Jean-Marc Quaranta, présetation (fleuve...)

Animer, enseigner, former

Animez-vous des ateliers d’écriture à l’université ? de quel type ? si non, quelle(s) forme(s) prend votre enseignement de création littéraire ?

J’ai encore animé cet année un atelier d’écriture (« écrire (avec) le moyen âge »), mais ce ne sera plus le cas l’an prochain où cet atelier sera ouvert aux étudiants spécialistes du parcours Création littéraire et cinématographique. Je n’anime pas véritablement d’atelier d’écriture, mais des ateliers de réécriture. Je commence le travail là où habituellement il s’achève dans l’atelier, quand on reprend les textes écrits.

Comment êtes-vous venu à ce type de pratique ?

Je suis venu à cette pratique par mon parcours de chercheur en génétique des textes qui m’a fait travailler sur le processus, donc la réécriture, et aussi par mon parcours d’enseignant du secondaire où j’ai utilisé des retours écrits, par projection vidéo, pour faire progresser les élèves à l’écrit. Les ateliers que j’ai menés avec François Heusbourg, poète et directeur des éditions Unes m’ont aussi appris à être attentif au suivi éditorial du manuscrit.

Cette pratique tient aussi au fait que j’interviens dans la licence création littéraire et cinématographique et que la demande des étudiants est d’améliorer leur capacité d’écriture. Il s’agit moins de les « faire écrire », ils le font bien tous seuls, mais de les faire réécrire pour qu’ils découvrent qu’un écrivain… ne fait pas qu’écrire mais qu’il lit, se documente, corrige, pense même.

Comment s’articulent votre pratique avec vos autres enseignements (littérature, langue, etc.) ?

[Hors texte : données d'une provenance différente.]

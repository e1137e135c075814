//! Model provider trait - Abstract interface for the generative backend
//!
//! The trait-based approach keeps the conversation logic independent of
//! the backend's response schema and allows scripted models in tests.

use async_trait::async_trait;

use crate::error::Result;

pub use crate::agent::types::{Message, ModelResponse, Role, TokenUsage};

/// A backend that turns an ordered list of messages into one completion
#[async_trait]
pub trait ChatModel: Send + Sync {
    /// Label recorded alongside generated turns (e.g. "Gemini 1.5 Flash")
    fn model_label(&self) -> &str;

    /// Execute one round-trip call.
    ///
    /// `messages` must be non-empty. Fails with `BackendUnavailable` when
    /// the call cannot complete and `BackendRejected` when the backend
    /// refuses it.
    async fn converse(&self, messages: &[Message]) -> Result<ModelResponse>;
}

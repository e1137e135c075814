//! Configuration types module

pub mod provider;
pub mod storage;

use serde::{Deserialize, Serialize};
use std::path::PathBuf;

/// Main application configuration
#[derive(Debug, Clone, Default, Serialize, Deserialize)]
pub struct Config {
    /// Assistant behaviour
    #[serde(default)]
    pub assistant: AssistantConfig,

    /// Provider configuration (Gemini)
    #[serde(default)]
    pub provider: provider::ProviderConfig,

    /// Storage configuration
    #[serde(default)]
    pub storage: storage::StorageConfig,

    /// Logging configuration
    #[serde(default)]
    pub log: LogConfig,
}

impl Config {
    /// Load configuration from defaults, config file and environment
    pub fn from_env() -> crate::error::Result<Self> {
        crate::config::load_config()
    }
}

/// Assistant-level configuration
#[derive(Debug, Clone, Default, Serialize, Deserialize)]
pub struct AssistantConfig {
    /// File holding a replacement system instruction.
    /// When unset the built-in flower-shop persona is used.
    pub system_prompt_file: Option<PathBuf>,
}

/// Logging configuration
#[derive(Debug, Clone, Serialize, Deserialize)]
pub struct LogConfig {
    /// Log level filter
    #[serde(default = "default_log_level")]
    pub level: String,
    /// Log format (pretty, json)
    #[serde(default = "default_log_format")]
    pub format: String,
}

impl Default for LogConfig {
    fn default() -> Self {
        LogConfig {
            level: default_log_level(),
            format: default_log_format(),
        }
    }
}

fn default_log_level() -> String {
    "info,reflection=debug".to_string()
}

fn default_log_format() -> String {
    "pretty".to_string()
}
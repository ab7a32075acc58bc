use std::path::{Path, PathBuf};
use sha2::{Digest, Sha256};
use url::Url;
use crate::download::error::DownloadError;

/// Separator between the target file name and the part index.
pub const PART_SEPARATOR: &str = ".part";

const FALLBACK_FILE_NAME: &str = "download";

/// Accepts only absolute http(s) urls with a host.
pub fn parse_url(raw: &str) -> Result<Url, DownloadError> {
    let url = Url::parse(raw).map_err(|err| DownloadError::InvalidUrl(format!("{raw}: {err}")))?;

    match url.scheme() {
        "http" | "https" if url.host_str().is_some() => Ok(url),
        _ => Err(DownloadError::InvalidUrl(raw.to_string())),
    }
}

/// Last path segment of the url, without query or fragment.
pub fn file_name_from_url(url: &Url) -> String {
    url.path_segments()
        .and_then(|mut segments| segments.next_back())
        .filter(|name| !name.is_empty() && *name != "." && *name != "..")
        .map(sanitize)
        .unwrap_or_else(|| FALLBACK_FILE_NAME.to_string())
}

/// Per-url working directory name: readable prefix plus a digest of the full
/// url so that different urls with the same file name never share a directory.
pub fn work_dir_name(url: &Url) -> String {
    let digest = Sha256::digest(url.as_str().as_bytes());
    let hash = hex::encode(&digest[..6]);

    format!("{}-{}", file_name_from_url(url), hash)
}

pub fn work_dir(data_dir: &Path, url: &Url) -> PathBuf {
    data_dir.join(work_dir_name(url))
}

pub fn part_file_name(file_name: &str, index: usize) -> String {
    format!("{file_name}{PART_SEPARATOR}{index}")
}

/// Index following the last part separator in the file name of `path`.
pub fn part_index(path: &Path) -> Option<usize> {
    let name = path.file_name()?.to_str()?;
    let (_, suffix) = name.rsplit_once(PART_SEPARATOR)?;

    suffix.parse().ok()
}

fn sanitize(name: &str) -> String {
    name.chars()
        .map(|c| match c {
            'a'..='z' | 'A'..='Z' | '0'..='9' | '.' | '-' | '_' => c,
            _ => '_',
        })
        .collect()
}
use std::path::PathBuf;
use reqwest::StatusCode;
use thiserror::Error;
use tokio::io;
use crate::download::chunk_range::ChunkRange;

/// 下载中发生的错误
#[derive(Error, Debug)]
pub enum DownloadError {
    #[error("Invalid url: {0}")]
    InvalidUrl(String),

    #[error("Probe request failed: {:?}", .0)]
    Probe(#[source] reqwest::Error),

    #[error("Probe request failed: HTTP {0}")]
    ProbeStatus(StatusCode),

    #[error("Http request failed: {:?}", .0)]
    HttpRequestFailed(#[from] reqwest::Error),

    #[error("Http request failed: HTTP {0}")]
    HttpStatus(StatusCode),

    #[error("Server ignored the byte range: HTTP {0}")]
    RangeNotHonored(StatusCode),

    #[error("IOError: {:?}", .0)]
    IOError(#[from] io::Error),

    #[error("Part {index}: expected {expected} bytes, got {actual} bytes")]
    SizeMismatch {
        index: usize,
        expected: u64,
        actual: u64,
    },

    #[error("Invalid header value: {0}")]
    InvalidHeader(String),

    #[error("Invalid byte range: {:?}", .0)]
    InvalidRange(ChunkRange),

    #[error("Checkpoint error: {:?}", .0)]
    Checkpoint(#[from] serde_json::Error),

    #[error("Part {0} cannot be checkpointed")]
    NotResumable(usize),

    #[error("Part {0} exited without reporting")]
    WorkerLost(usize),
}

/// 下载结束的原因
#[derive(Debug, Clone, PartialEq, Eq)]
pub enum DownloadEndCause {
    /// Every part arrived and was joined into `output`.
    Finished { output: PathBuf },
    /// The remote resource was empty; nothing was written.
    Empty,
    /// Interrupted; the remaining work was saved to `checkpoint`.
    Paused { checkpoint: PathBuf },
    /// Interrupted while the transfer could not be resumed.
    Cancelled,
}
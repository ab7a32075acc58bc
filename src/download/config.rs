//!
//! 配置模块
//!

use std::fs;
use std::path::{Path, PathBuf};
use anyhow::{Context, Result};
use serde::{Deserialize, Serialize};

#[derive(Deserialize, Serialize, Debug, Clone, PartialEq)]
#[serde(default)]
pub struct Config {
    /// Parallel connections per download.
    pub connections: usize,
    /// Root of the per-url working directories holding parts and checkpoints.
    pub data_dir: PathBuf,
    pub output_dir: PathBuf,
    pub user_agent: String,
    pub log_level: String,
    pub log_file: Option<PathBuf>,
}

impl Config {
    pub fn load_from_file(file_path: &Path) -> Result<Self> {
        let config_data = fs::read_to_string(file_path)
            .with_context(|| format!("Failed to read config {}", file_path.display()))?;
        let config: Config = serde_json::from_str(&config_data)
            .with_context(|| format!("Invalid config {}", file_path.display()))?;

        Ok(config)
    }
}

impl Default for Config {
    fn default() -> Self {
        let data_dir = dirs::home_dir()
            .or_else(dirs::data_local_dir)
            .unwrap_or_else(std::env::temp_dir)
            .join(".rangefetch");

        Self {
            connections: 4,
            data_dir,
            output_dir: PathBuf::from("."),
            user_agent: format!("rangefetch/{}", env!("CARGO_PKG_VERSION")),
            log_level: "info".to_string(),
            log_file: None,
        }
    }
}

Cette pratique s’articule avec mes enseignements de littérature d’une façon expérimentale. Dans l’idéal, je souhaiterais que mes cours de littérature découlent des besoins des étudiants en matière d’écriture : étudier Michon quand on est engagé dans une écriture des siens, ou Simon, ou Modiano ; étudier Simon, encore, quand on se pose des questions sur la structure, la restitution des sensations. Dans la pratique, j’ai proposé des consignes d’écriture à mes étudiants dans l’UE « lecture du récit » que j’ai sauvagement rebaptisée « Lecture-écriture du récit » autour du Vent, de Simon, avec pour objectif de voir ce qu’il serait possible de faire de leurs textes dans un cours de littérature et aussi comment l’écriture aide à lire ; je tenais aussi à ne pas me cantonner au pastiche. Pour le cours de 3e année de licence « Textes fondateurs », l’objectif sera de faire étudier le travail de l’écrivain et son parcours, Michon pour le parcours, Gide (Le journal des Faux-monnayeurs) et Proust (Contre-Sainte Beuve) pour la réflexivité sur l’écriture et pour le travail de réécriture et de gestation de l’œuvre, du projet.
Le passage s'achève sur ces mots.